While his paper suggested that the damage could apply to other infections, Davis said he thinks it’s likely to be specific to the coronavirus. That mention was included, he said, because the authors couldn’t rule out a broader effect, since they hadn’t tested for that yet. The data in his paper, however, only show a diminished response from CD8 T cells that recognise SARS-CoV-2.
Davis said the main message for the public should not be fear, but to get vaccinated, since vaccination helped improve the impaired CD8 T cell response following infection. But he said he hopes scientists are spurred to investigate the phenomenon further.
“I think everybody’s got to look at this and dig deeper and see what this might mean,” he said.
Other scientists weren’t as critical of the Immunity paper. Altmann, of Imperial College London, said in an email that the study was from “a superb and reliable lab, and their answers stand”. He added that the work is “somewhat similar” to another paper published in January 2022 in Nature Immunology, which identified immune system differences the authors termed “immunological dysfunction” eight months after mild-to-moderate infection.
However, Altmann noted that other “equally excellent research,” published in Nature in January, came to the opposite conclusion, finding that males who had recovered from mild Covid-19 actually had better responses to a flu vaccine than those who never had Covid-19.
He cautioned against reading too much into any single dataset, particularly when research on Covid-19 has quickly outstripped that of any other disease.
Regardless, scientists said it was incorrect to conclude from the Immunity paper or anything else that Covid-19 causes something as extreme as an immune deficiency.

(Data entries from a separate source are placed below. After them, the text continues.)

use crate::constants::WORD_BITS;

// Mask covering the low `width` bits of a word
pub fn field_mask(width: usize) -> u32 {
    if width >= WORD_BITS {
        u32::MAX
    } else {
        (1u32 << width) - 1
    }
}

// Pulls the `width`-bit field starting at `bit_offset` out of a word
pub fn extract_field(word: u32, bit_offset: usize, width: usize) -> u32 {
    word.checked_shr(bit_offset as u32).unwrap_or(0) & field_mask(width)
}

// Places `value` into the `width`-bit field at `bit_offset`, leaving other bits alone
pub fn insert_field(word: u32, bit_offset: usize, width: usize, value: u32) -> u32 {
    if bit_offset >= WORD_BITS {
        return word;
    }
    let mask = field_mask(width) << bit_offset;
    (word & !mask) | ((value << bit_offset) & mask)
}

// Big-endian accumulation: the top byte falls off, the new byte lands at the bottom
pub fn shift_in_byte(acc: u32, byte: u8) -> u32 {
    ((acc & 0x00FF_FFFF) << 8) | byte as u32
}

// Reads a string of '0'/'1' digits as an unsigned value (MSB first)
pub fn parse_binary(digits: &str) -> u32 {
    digits
        .bytes()
        .fold(0u32, |acc, d| (acc << 1) | (d == b'1') as u32)
}
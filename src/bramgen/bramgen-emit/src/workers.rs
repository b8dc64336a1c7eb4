use crossbeam_channel::unbounded;
use log::debug;

use bramgen_core::{InitBlock, SliceEncoder, WordSource};

/// Computes every init block, indexed `[instance][row]`
/// With more than one job, instances are spread over scoped worker threads
/// and reassembled in instance order, so the result matches the sequential path
pub fn generate_blocks<S>(encoder: &SliceEncoder<S>, jobs: usize) -> Vec<Vec<InitBlock>>
where
    S: WordSource + Sync,
{
    let fan_out = encoder.organization().fan_out();
    let jobs = jobs.max(1).min(fan_out);
    if jobs == 1 {
        return encoder.all_blocks();
    }

    debug!("Generating {} instances on {} workers", fan_out, jobs);
    let (tx, rx) = unbounded();
    let mut slots: Vec<Vec<InitBlock>> = vec![Vec::new(); fan_out];

    std::thread::scope(|scope| {
        for worker in 0..jobs {
            let tx = tx.clone();
            scope.spawn(move || {
                for instance in (worker..fan_out).step_by(jobs) {
                    // Receiver only goes away if the collector is gone
                    if tx.send((instance, encoder.instance_blocks(instance))).is_err() {
                        break;
                    }
                }
            });
        }
        // Close the channel once every worker's sender is dropped
        drop(tx);

        for (instance, blocks) in rx.iter() {
            slots[instance] = blocks;
        }
    });

    slots
}
extern crate clap;
use env_logger;
use log::{error, info};
use std::path::Path;

// Internal project modules
use bramgen_core::memory; // Image loading
use bramgen_core::{BramError, WordSource};
use bramgen_emit::GeneratorConfig; // Verilog and VMH writers

/// Configures command-line interface using clap
fn get_cli_config<'a>() -> clap::ArgMatches<'a> {
    let description = "Convert a big-endian binary image into block RAMs (up to 16k x 32 with byte writes)";
    clap::App::new("Block RAM Generator (bramgen)")
        .version("0.1")
        .about(description)
        .arg(
            clap::Arg::with_name("input")
                .help("Binary image, big-endian 32-bit words")
                .required(true)
                .index(1),
        )
        .arg(
            clap::Arg::with_name("output")
                .help("Verilog module to write")
                .required(true)
                .index(2),
        )
        .arg(
            clap::Arg::with_name("vmh")
                .long("vmh")
                .takes_value(true)
                .value_name("PATH")
                .help("Memory dump path (defaults to OUTPUT with a .vmh extension)"),
        )
        .arg(
            clap::Arg::with_name("module")
                .long("module")
                .takes_value(true)
                .value_name("NAME")
                .help("Verilog module name (defaults to the OUTPUT file stem)"),
        )
        .arg(
            clap::Arg::with_name("jobs")
                .short("j")
                .long("jobs")
                .takes_value(true)
                .value_name("N")
                .default_value("1")
                .validator(|v| match v.parse::<usize>() {
                    Ok(n) if n > 0 => Ok(()),
                    _ => Err(String::from("jobs must be a positive integer")),
                })
                .help("Worker threads used to build init strings"),
        )
        .get_matches()
}

/// Builds the run configuration from parsed arguments
fn build_config(matches: &clap::ArgMatches) -> GeneratorConfig {
    // Both positionals are required, clap rejects the run before we get here otherwise
    let input = matches.value_of("input").unwrap_or_default();
    let output = matches.value_of("output").unwrap_or_default();

    let mut config = GeneratorConfig::new(input, Path::new(output));
    if let Some(vmh) = matches.value_of("vmh") {
        config.vmh_path = vmh.into();
    }
    if let Some(name) = matches.value_of("module") {
        config.module_name = name.to_string();
    }
    config.jobs = matches
        .value_of("jobs")
        .and_then(|j| j.parse().ok())
        .unwrap_or(1);
    config
}

fn run(config: &GeneratorConfig) -> Result<(), BramError> {
    let image = memory::load_file(Path::new(&config.input_name))?;
    info!("Loaded {} words from {}", image.word_count(), config.input_name);

    let report = bramgen_emit::generate(config, &image)?;
    for file in &report.files {
        info!("Wrote {}", file.display());
    }
    Ok(())
}

/// Main entry point for the block RAM generator
fn main() {
    env_logger::init();

    // Parse command-line arguments
    let cli_matches = get_cli_config();
    let config = build_config(&cli_matches);

    if let Err(e) = run(&config) {
        error!("{}", e);
        std::process::exit(1);
    }
}
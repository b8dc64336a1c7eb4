use std::fs::File;
use std::io::Read;
use std::path::Path;

use log::debug;

use super::MemoryImage;
use crate::constants::BYTES_PER_WORD;
use crate::error::{BramError, Result};
use crate::utils::shift_in_byte;

/// Groups a raw byte stream into big-endian words
/// A trailing partial word is zero-padded in its low-order bytes
pub fn load(bytes: &[u8]) -> MemoryImage {
    let capacity = (bytes.len() + BYTES_PER_WORD - 1) / BYTES_PER_WORD;
    let (mut words, acc, pending) = bytes.iter().fold(
        (Vec::with_capacity(capacity), 0u32, 0usize),
        |(mut words, acc, pending), &byte| {
            let acc = shift_in_byte(acc, byte);
            if pending + 1 == BYTES_PER_WORD {
                words.push(acc);
                (words, 0, 0)
            } else {
                (words, acc, pending + 1)
            }
        },
    );

    if pending != 0 {
        let padded = (pending..BYTES_PER_WORD).fold(acc, |word, _| shift_in_byte(word, 0));
        words.push(padded);
    }

    debug!("Loaded {} bytes into {} words", bytes.len(), words.len());
    MemoryImage::from_words(words)
}

/// Reads a whole stream and loads it; `origin` names the stream in errors
pub fn load_reader<R: Read>(mut reader: R, origin: &Path) -> Result<MemoryImage> {
    let mut bytes = Vec::new();
    reader
        .read_to_end(&mut bytes)
        .map_err(|e| BramError::io("read", origin, e))?;
    Ok(load(&bytes))
}

/// Opens and loads a binary image file
pub fn load_file(path: &Path) -> Result<MemoryImage> {
    let file = File::open(path).map_err(|e| BramError::io("open", path, e))?;
    load_reader(file, path)
}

“[T]here are some nuanced differences for some T cell markers in some studies, but this [isn’t] remotely the same as immune compromise and currently, unlinked to any phenotype,” Altmann said, referring to any observable effect.
Stuff consulted Otago University professor Peter McIntyre before publication of this piece. He specialises in vaccination and is a member of the World Health Organisation’s Strategic Advisory Group of Experts (SAGE) for vaccines.